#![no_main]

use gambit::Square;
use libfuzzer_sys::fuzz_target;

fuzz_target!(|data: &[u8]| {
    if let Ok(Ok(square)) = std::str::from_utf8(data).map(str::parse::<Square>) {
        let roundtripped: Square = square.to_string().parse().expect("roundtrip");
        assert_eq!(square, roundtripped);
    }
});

_WHAT IS REQUIRED_: Nothing before the line holding "use libfuzzer_sys::fuzz_target;" belongs in the answer. Repeat that line and the rest of the listing exactly.

_OUTPUT_:
use libfuzzer_sys::fuzz_target;

fuzz_target!(|data: &[u8]| {
    if let Ok(Ok(square)) = std::str::from_utf8(data).map(str::parse::<Square>) {
        let roundtripped: Square = square.to_string().parse().expect("roundtrip");
        assert_eq!(square, roundtripped);
    }
});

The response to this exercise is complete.